Is Ubuntu for Android the mobile device that will kill the PC?
In 1974 science fiction writer Jerry Pournelle and a co-writer Larry Niven came up with the idea of a personal handheld computer that everyone could use, in the book “The Mote in God’s Eye”. At the time, this idea was so far fetched that very few people believed it could be true. As the years passed the advance of technology brought us the smartphone device. Further predictions arose that the handheld would eventually become powerful enough to completely replace the personal computer. However, smartphone devices did not have the raw computing power or the storage room to replace the PC, until now.
The software company Canonical has announced their a new product they are developing called Ubuntu for Android. This product will bring the popular Ubuntu Linux distribution to high-end Android smartphones. It consists of a complete Ubuntu desktop experience that is intended to be installed on the device alongside the standard Android environment. By doing this, users will be able to use Android when using their smartphone, but then switch to a full Linux distribution when docked. The dock will connect to a keyboard mouse and monitor.
The software is designed to work well on devices with dual-core ARM CPUs. The default setup includes the Chromium Web browser, Thunderbird e-mail client, the Gwibber social networking program, the VLC video player, and a selection of other software. The environment includes a unified contact system that will make the user’s Android address book fully accessible in the Ubuntu environment. It can also detect the social network accounts that the user has configured in Android and automatically enable them in Gwibber.

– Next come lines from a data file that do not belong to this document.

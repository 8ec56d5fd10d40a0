//! Model selection and result merging
//!
//! The [`AnomalyDetector`] validates its configuration once, prepares the
//! input series (time order, finite values) and runs the detectors an
//! [`AnomalyModel`] asks for. Merged output is ranked with
//! [`rank_and_dedup`](crate::scoring::rank_and_dedup).

use carbonguard_core::time::is_monotonic;
use carbonguard_core::{DetectedAnomaly, MonitoringError, SeriesPoint};
use log::{debug, warn};
use serde::{Deserialize, Serialize};

use crate::detectors::{
    Detector, PercentileDetector, SeasonalDetector, Sensitivity, TrendBreakDetector, ZScoreDetector,
};
use crate::scoring::rank_and_dedup;
use crate::{DetectionError, DetectionResult};
use crate::{
    DEFAULT_DEGRADATION_PCT, DEFAULT_JUMP_RATIO, DEFAULT_LOWER_PERCENTILE, DEFAULT_SEASONAL_PERIOD,
    DEFAULT_SEASONAL_THRESHOLD, DEFAULT_TREND_BREAK_PCT, DEFAULT_TREND_WINDOW, DEFAULT_UPPER_PERCENTILE,
};

/// Which detectors a run uses
#[derive(Debug, Clone, Copy, PartialEq, Eq, Hash, Default, Serialize, Deserialize)]
#[serde(rename_all = "snake_case")]
pub enum AnomalyModel {
    /// Z-score outliers
    ZScore,
    /// Percentile band and jump outliers
    IsolationForest,
    /// Trend breaks plus seasonal deviations
    Arima,
    /// Every detector
    #[default]
    Ensemble,
}

/// Parameters shared by all detectors
#[derive(Debug, Clone, PartialEq, Serialize, Deserialize)]
#[serde(default, rename_all = "camelCase")]
pub struct DetectionConfig {
    pub sensitivity: Sensitivity,
    pub lower_percentile: f64,
    pub upper_percentile: f64,
    pub jump_ratio: f64,
    pub trend_window: usize,
    pub trend_break_pct: f64,
    pub degradation_pct: f64,
    pub seasonal_period: usize,
    pub seasonal_threshold: f64,
}

impl Default for DetectionConfig {
    fn default() -> Self {
        Self {
            sensitivity: Sensitivity::default(),
            lower_percentile: DEFAULT_LOWER_PERCENTILE,
            upper_percentile: DEFAULT_UPPER_PERCENTILE,
            jump_ratio: DEFAULT_JUMP_RATIO,
            trend_window: DEFAULT_TREND_WINDOW,
            trend_break_pct: DEFAULT_TREND_BREAK_PCT,
            degradation_pct: DEFAULT_DEGRADATION_PCT,
            seasonal_period: DEFAULT_SEASONAL_PERIOD,
            seasonal_threshold: DEFAULT_SEASONAL_THRESHOLD,
        }
    }
}

impl DetectionConfig {
    pub fn with_sensitivity(sensitivity: Sensitivity) -> Self {
        Self { sensitivity, ..Self::default() }
    }

    pub fn validate(&self) -> DetectionResult<()> {
        if self.trend_window == 0 {
            return Err(DetectionError::InvalidModel { reason: "trend window must be at least one point" });
        }
        if self.seasonal_period == 0 {
            return Err(DetectionError::InvalidModel { reason: "seasonal period must be at least one point" });
        }
        let in_range = |p: f64| (0.0..=100.0).contains(&p);
        if !in_range(self.lower_percentile)
            || !in_range(self.upper_percentile)
            || self.lower_percentile >= self.upper_percentile
        {
            return Err(DetectionError::InvalidModel {
                reason: "percentiles must satisfy 0 <= lower < upper <= 100",
            });
        }
        if !(self.jump_ratio > 0.0 && self.seasonal_threshold > 0.0 && self.trend_break_pct > 0.0) {
            return Err(DetectionError::InvalidModel { reason: "thresholds must be positive" });
        }
        if !(self.degradation_pct < 0.0) {
            return Err(DetectionError::InvalidModel { reason: "degradation change must be negative" });
        }
        Ok(())
    }
}

/// Runs the detectors selected by an [`AnomalyModel`]
#[derive(Debug, Clone, PartialEq)]
pub struct AnomalyDetector {
    zscore: ZScoreDetector,
    percentile: PercentileDetector,
    trend: TrendBreakDetector,
    seasonal: SeasonalDetector,
}

impl AnomalyDetector {
    pub fn new(config: DetectionConfig) -> DetectionResult<Self> {
        config.validate()?;
        Ok(Self {
            zscore: ZScoreDetector::new(config.sensitivity),
            percentile: PercentileDetector {
                lower_percentile: config.lower_percentile,
                upper_percentile: config.upper_percentile,
                jump_ratio: config.jump_ratio,
            },
            trend: TrendBreakDetector {
                window: config.trend_window,
                break_pct: config.trend_break_pct,
                degradation_pct: config.degradation_pct,
            },
            seasonal: SeasonalDetector {
                period: config.seasonal_period,
                threshold: config.seasonal_threshold,
            },
        })
    }

    fn detectors(&self, model: AnomalyModel) -> Vec<&dyn Detector> {
        match model {
            AnomalyModel::ZScore => vec![&self.zscore],
            AnomalyModel::IsolationForest => vec![&self.percentile],
            AnomalyModel::Arima => vec![&self.trend, &self.seasonal],
            AnomalyModel::Ensemble => vec![&self.zscore, &self.percentile, &self.trend, &self.seasonal],
        }
    }

    /// Ranked, deduplicated anomalies of `series`.
    ///
    /// Timestamps must not go backwards. Non-finite values are dropped
    /// before detection.
    pub fn detect(&self, series: &[SeriesPoint], model: AnomalyModel) -> DetectionResult<Vec<DetectedAnomaly>> {
        if !is_monotonic(series.iter().map(|p| p.timestamp)) {
            return Err(MonitoringError::UnorderedSeries { series: "anomaly detection input".to_string() }.into());
        }
        let finite: Vec<SeriesPoint> = series.iter().copied().filter(|p| p.value.is_finite()).collect();
        if finite.len() < series.len() {
            warn!("anomaly detection: dropped {} non-finite points", series.len() - finite.len());
        }

        let mut merged = Vec::new();
        for detector in self.detectors(model) {
            let found = detector.detect(&finite);
            debug!("{} detector: {} anomalies in {} points", detector.name(), found.len(), finite.len());
            merged.extend(found);
        }
        Ok(rank_and_dedup(merged))
    }
}

/// Detect with default parameters
pub fn detect_anomalies(series: &[SeriesPoint], model: &AnomalyModel) -> DetectionResult<Vec<DetectedAnomaly>> {
    AnomalyDetector::new(DetectionConfig::default())?.detect(series, *model)
}

#[cfg(test)]
mod tests {
    use super::*;
    use crate::detectors::test_series::{at, daily};
    use carbonguard_core::{AnomalyType, Severity};

    #[test]
    fn zero_window_is_invalid() {
        let config = DetectionConfig { trend_window: 0, ..DetectionConfig::default() };
        assert!(matches!(AnomalyDetector::new(config), Err(DetectionError::InvalidModel { .. })));
    }

    #[test]
    fn inverted_percentiles_are_invalid() {
        let config = DetectionConfig { lower_percentile: 90.0, upper_percentile: 10.0, ..DetectionConfig::default() };
        assert!(AnomalyDetector::new(config).is_err());
    }

    #[test]
    fn unordered_series_is_rejected() {
        let series = vec![SeriesPoint::new(at(2), 1.0), SeriesPoint::new(at(1), 1.0)];
        let err = detect_anomalies(&series, &AnomalyModel::Ensemble).unwrap_err();
        assert!(matches!(err, DetectionError::Monitoring(MonitoringError::UnorderedSeries { .. })));
    }

    #[test]
    fn empty_series_gives_nothing() {
        for model in [AnomalyModel::ZScore, AnomalyModel::IsolationForest, AnomalyModel::Arima, AnomalyModel::Ensemble] {
            assert!(detect_anomalies(&[], &model).unwrap().is_empty());
        }
    }

    #[test]
    fn non_finite_points_are_dropped() {
        let mut series = daily(&[10.0, 10.0, 10.0, 10.0, 100.0]);
        series.insert(2, SeriesPoint::new(series[1].timestamp, f64::NAN));

        let found = AnomalyDetector::new(DetectionConfig::with_sensitivity(Sensitivity::High))
            .unwrap()
            .detect(&series, AnomalyModel::ZScore)
            .unwrap();
        assert_eq!(found.len(), 1);
        assert_eq!(found[0].value, 100.0);
    }

    #[test]
    fn ensemble_output_is_ranked_and_unique() {
        let mut values = vec![10.0; 12];
        values.extend([10.0, 10.0, 10.0, 10.0, 10.0, 30.0, 10.0, 10.0, 6.0, 6.0, 6.0, 6.0]);
        let found = detect_anomalies(&daily(&values), &AnomalyModel::Ensemble).unwrap();

        assert!(!found.is_empty());
        assert!(found.windows(2).all(|w| w[0].anomaly_score >= w[1].anomaly_score));
        let mut keys: Vec<_> = found.iter().map(|a| (a.timestamp, a.anomaly_type)).collect();
        let total = keys.len();
        keys.sort_by_key(|(t, kind)| (*t, kind.name()));
        keys.dedup();
        assert_eq!(keys.len(), total);

        // The spike shows up once as an outlier, merged across z-score and percentile
        let spike: Vec<_> = found
            .iter()
            .filter(|a| a.value == 30.0 && a.anomaly_type == AnomalyType::Outlier)
            .collect();
        assert_eq!(spike.len(), 1);
        assert_eq!(spike[0].severity, Severity::High);
    }

    #[test]
    fn arima_uses_trend_and_seasonal_only() {
        let mut values = vec![10.0; 12];
        values.extend([10.0; 6]);
        values.extend([20.0; 6]);
        let found = detect_anomalies(&daily(&values), &AnomalyModel::Arima).unwrap();

        assert!(!found.is_empty());
        assert!(found.iter().all(|a| a.anomaly_type != AnomalyType::Outlier));
        assert!(found.iter().any(|a| a.anomaly_type == AnomalyType::SeasonalDeviation));
        assert!(found.iter().any(|a| a.anomaly_type == AnomalyType::TrendBreak));
    }
}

It’s too early to tell at this point whether this product will reach full scale development, and perhaps more importantly, full scale acceptance by the consumer market. In June of 2013 Canonical Founder Mark Shuttleworth announced in a blog post that the company had held the first meeting of the new Ubuntu Carrier Advisory Group, which in his words “helps us figure out how best to shape Ubuntu to meet the needs of the mobile industry”. Getting the large mobile carriers to carry their item is the first step in a series of steps needed to get this item into consumers hands. However if this product is well received and adopted by end consumers it could be the final nail in the coffin of the Personal Computer as we now know it.